Because of the potential for serious adverse reactions, advise women not to breastfeed during treatment with Ventavis [see Warnings and Precautions (5) and Adverse Reactions (6)].
Data
Animal Data
In studies with Han-Wistar rats, higher mortality was observed in pups of lactating dams receiving iloprost intravenously at 1 mg/kg daily. In Sprague-Dawley rats, higher mortality was also observed in nursing pups at a maternally toxic oral dose of 250 mg/kg/day of iloprost clathrate (13% iloprost by weight). In rats a passage of low levels of iloprost or metabolites in to the milk was observed (less than 1% of iloprost dose given intravenously).
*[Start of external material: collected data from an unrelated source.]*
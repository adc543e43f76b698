// SPDX-License-Identifier: PMPL-1.0-or-later
// Copyright (c) 2026 Jonathan D.A. Jewell (hyperpolymath) <jonathan.jewell@open.ac.uk>
//
// Page arena — a loaded PDF viewed as an ordered list of pages addressed by
// 1-based number. Every accessor validates the number against the current page
// count before touching the underlying `lopdf` document.

use lopdf::{Dictionary, Document, Object, ObjectId, SaveOptions};
use tracing::{debug, instrument};
use wandler_core::error::{Result, WandlerError};
use wandler_core::types::validate_pages;
use wandler_core::{InputFile, Rotation};

/// US Letter, used when a page tree carries no `/MediaBox` at all.
pub const DEFAULT_PAGE_SIZE: (f32, f32) = (612.0, 792.0);

/// Page attributes a page may inherit from its ancestors in the page tree.
pub const INHERITABLE_KEYS: [&[u8]; 4] = [b"Resources", b"MediaBox", b"CropBox", b"Rotate"];

/// Bound on `/Parent` and reference chains; real page trees are shallow.
const MAX_CHAIN: usize = 64;

/// A loaded PDF plus its page arena.
pub struct PdfDocument {
    name: String,
    document: Document,
    /// Page object ids in page order; index `n - 1` holds page `n`.
    pages: Vec<ObjectId>,
    original_size: usize,
}

impl PdfDocument {
    // -- Construction ---------------------------------------------------------

    /// Parse an input file. Unparseable bytes are a decode error naming the
    /// file.
    #[instrument(skip_all, fields(name = input.name(), bytes_len = input.len()))]
    pub fn load(input: &InputFile) -> Result<Self> {
        let document = Document::load_mem(input.bytes()).map_err(|err| WandlerError::Decode {
            name: input.name().to_string(),
            detail: err.to_string(),
        })?;
        let pages: Vec<ObjectId> = document.get_pages().into_values().collect();

        debug!(pages = pages.len(), "PDF loaded");

        Ok(Self {
            name: input.name().to_string(),
            document,
            pages,
            original_size: input.len(),
        })
    }

    // -- Inspection -----------------------------------------------------------

    pub fn name(&self) -> &str {
        &self.name
    }

    pub fn page_count(&self) -> u32 {
        self.pages.len() as u32
    }

    /// Byte length of the file the document was loaded from.
    pub fn original_size(&self) -> usize {
        self.original_size
    }

    pub fn document(&self) -> &Document {
        &self.document
    }

    pub fn document_mut(&mut self) -> &mut Document {
        &mut self.document
    }

    /// Object id of page `page` (1-based).
    pub fn page_id(&self, page: u32) -> Result<ObjectId> {
        validate_pages(&[page], self.page_count())?;
        Ok(self.pages[page as usize - 1])
    }

    /// Effective rotation of a page, following `/Rotate` inheritance.
    pub fn rotation(&self, page: u32) -> Result<Rotation> {
        let id = self.page_id(page)?;
        let degrees = inherited(&self.document, id, b"Rotate")
            .map(|value| resolve(&self.document, value))
            .and_then(|value| value.as_i64().ok())
            .unwrap_or(0);
        Ok(Rotation::normalized(degrees))
    }

    /// Width and height of a page's media box in points.
    pub fn page_size(&self, page: u32) -> Result<(f32, f32)> {
        let id = self.page_id(page)?;
        let size = inherited(&self.document, id, b"MediaBox")
            .map(|value| resolve(&self.document, value))
            .and_then(rect_size)
            .unwrap_or(DEFAULT_PAGE_SIZE);
        Ok(size)
    }

    /// The trailer's `/Info` dictionary, if the document has one.
    pub fn info(&self) -> Option<&Dictionary> {
        let info = self.document.trailer.get(b"Info").ok()?;
        resolve(&self.document, info).as_dict().ok()
    }

    // -- Mutation -------------------------------------------------------------

    /// Set a page's absolute rotation. The value is written on the page itself
    /// so it overrides anything inherited.
    pub fn set_rotation(&mut self, page: u32, rotation: Rotation) -> Result<()> {
        let id = self.page_id(page)?;
        self.page_dict_mut(id)?
            .set("Rotate", Object::Integer(rotation.degrees()));
        Ok(())
    }

    pub(crate) fn page_dict_mut(&mut self, id: ObjectId) -> Result<&mut Dictionary> {
        self.document
            .get_dictionary_mut(id)
            .map_err(|err| WandlerError::Pdf(format!("page object {id:?} is unreadable: {err}")))
    }

    // -- Serialisation --------------------------------------------------------

    /// Serialise the document with a classic cross-reference table, consuming it.
    pub fn into_bytes(self) -> Result<Vec<u8>> {
        self.into_bytes_with(SaveOptions::default())
    }

    /// Serialise with explicit writer options. Object streams pack
    /// non-stream objects into `/ObjStm` containers and raise the header
    /// version to 1.5.
    pub fn into_bytes_with(mut self, options: SaveOptions) -> Result<Vec<u8>> {
        let object_streams = options.use_object_streams;
        let mut output = Vec::new();
        self.document
            .save_with_options(&mut output, options)
            .map_err(|err| WandlerError::Pdf(format!("failed to serialise {}: {err}", self.name)))?;
        debug!(output_bytes = output.len(), object_streams, "PDF serialised");
        Ok(output)
    }
}

// -- Page-tree helpers ----------------------------------------------------------

/// Look up `key` on a page or, failing that, on its nearest ancestor.
pub fn inherited<'a>(doc: &'a Document, page_id: ObjectId, key: &[u8]) -> Option<&'a Object> {
    let mut node = doc.get_dictionary(page_id).ok()?;
    for _ in 0..MAX_CHAIN {
        if let Ok(value) = node.get(key) {
            return Some(value);
        }
        let parent = node.get(b"Parent").and_then(Object::as_reference).ok()?;
        node = doc.get_dictionary(parent).ok()?;
    }
    None
}

/// Follow references until a direct object is reached. A dangling reference
/// is returned as-is.
pub fn resolve<'a>(doc: &'a Document, object: &'a Object) -> &'a Object {
    let mut current = object;
    for _ in 0..MAX_CHAIN {
        match current {
            Object::Reference(id) => match doc.get_object(*id) {
                Ok(next) => current = next,
                Err(_) => return current,
            },
            _ => return current,
        }
    }
    current
}

/// An owned copy of a dictionary that may be given directly or by reference.
/// Anything else yields an empty dictionary.
pub fn owned_dictionary(doc: &Document, object: Option<&Object>) -> Dictionary {
    object
        .map(|value| resolve(doc, value))
        .and_then(|value| value.as_dict().ok())
        .cloned()
        .unwrap_or_else(Dictionary::new)
}

/// Numeric value of an integer or real object.
pub fn number(object: &Object) -> Option<f32> {
    match object {
        Object::Integer(value) => Some(*value as f32),
        Object::Real(value) => Some(*value as f32),
        _ => None,
    }
}

/// Width and height of a `[llx lly urx ury]` rectangle.
fn rect_size(object: &Object) -> Option<(f32, f32)> {
    let corners = object.as_array().ok()?;
    if corners.len() != 4 {
        return None;
    }
    let values: Vec<f32> = corners.iter().filter_map(number).collect();
    match values.as_slice() {
        [llx, lly, urx, ury] => Some(((urx - llx).abs(), (ury - lly).abs())),
        _ => None,
    }
}

#[cfg(test)]
mod tests {
    use super::*;
    use crate::pdf::fixture::{self, FixtureSpec};

    #[test]
    fn pages_are_addressed_from_one() {
        let doc = PdfDocument::load(&fixture::sample_input("three.pdf", 3)).unwrap();
        assert_eq!(doc.page_count(), 3);
        assert!(doc.page_id(1).is_ok());
        assert!(doc.page_id(3).is_ok());
        assert!(matches!(
            doc.page_id(0),
            Err(WandlerError::PageIndex { page: 0, total: 3 })
        ));
        assert!(matches!(
            doc.page_id(4),
            Err(WandlerError::PageIndex { page: 4, total: 3 })
        ));
    }

    #[test]
    fn media_box_is_inherited() {
        let doc = PdfDocument::load(&fixture::sample_input("a4.pdf", 1)).unwrap();
        assert_eq!(doc.page_size(1).unwrap(), (595.0, 842.0));
    }

    #[test]
    fn rotation_is_inherited_and_normalised() {
        let data = fixture::build(&FixtureSpec {
            pages: 2,
            inherited_rotate: Some(-90),
            ..FixtureSpec::default()
        });
        let mut doc =
            PdfDocument::load(&InputFile::new("r.pdf", "application/pdf", data)).unwrap();
        assert_eq!(doc.rotation(1).unwrap(), Rotation::ThreeQuarter);

        doc.set_rotation(2, Rotation::Half).unwrap();
        assert_eq!(doc.rotation(2).unwrap(), Rotation::Half);
        assert_eq!(doc.rotation(1).unwrap(), Rotation::ThreeQuarter);
    }

    #[test]
    fn garbage_is_a_decode_error_naming_the_file() {
        let input = InputFile::new("notes.pdf", "application/pdf", b"%PDF-oops".to_vec());
        match PdfDocument::load(&input) {
            Err(WandlerError::Decode { name, .. }) => assert_eq!(name, "notes.pdf"),
            Err(other) => panic!("unexpected error: {other}"),
            Ok(_) => panic!("garbage parsed as a PDF"),
        }
    }

    #[test]
    fn serialised_output_reloads() {
        let doc = PdfDocument::load(&fixture::sample_input("two.pdf", 2)).unwrap();
        let bytes = doc.into_bytes().unwrap();
        assert_eq!(fixture::markers(&bytes), vec![1, 2]);
    }
}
No disturbance of post-natal development and reproductive performance was seen in animals exposed during lactation.
Clinical studies of Ventavis did not include sufficient numbers of subjects aged 65 and older to determine whether they respond differently than younger subjects. Other reported clinical experience has not identified differences in responses between elderly and younger patients. In general, dose selection for an elderly patient should be cautious, usually starting at the low end of the dosing range, reflecting the greater frequency of decreased hepatic, renal, or cardiac function, and of concomitant disease or other drug therapy.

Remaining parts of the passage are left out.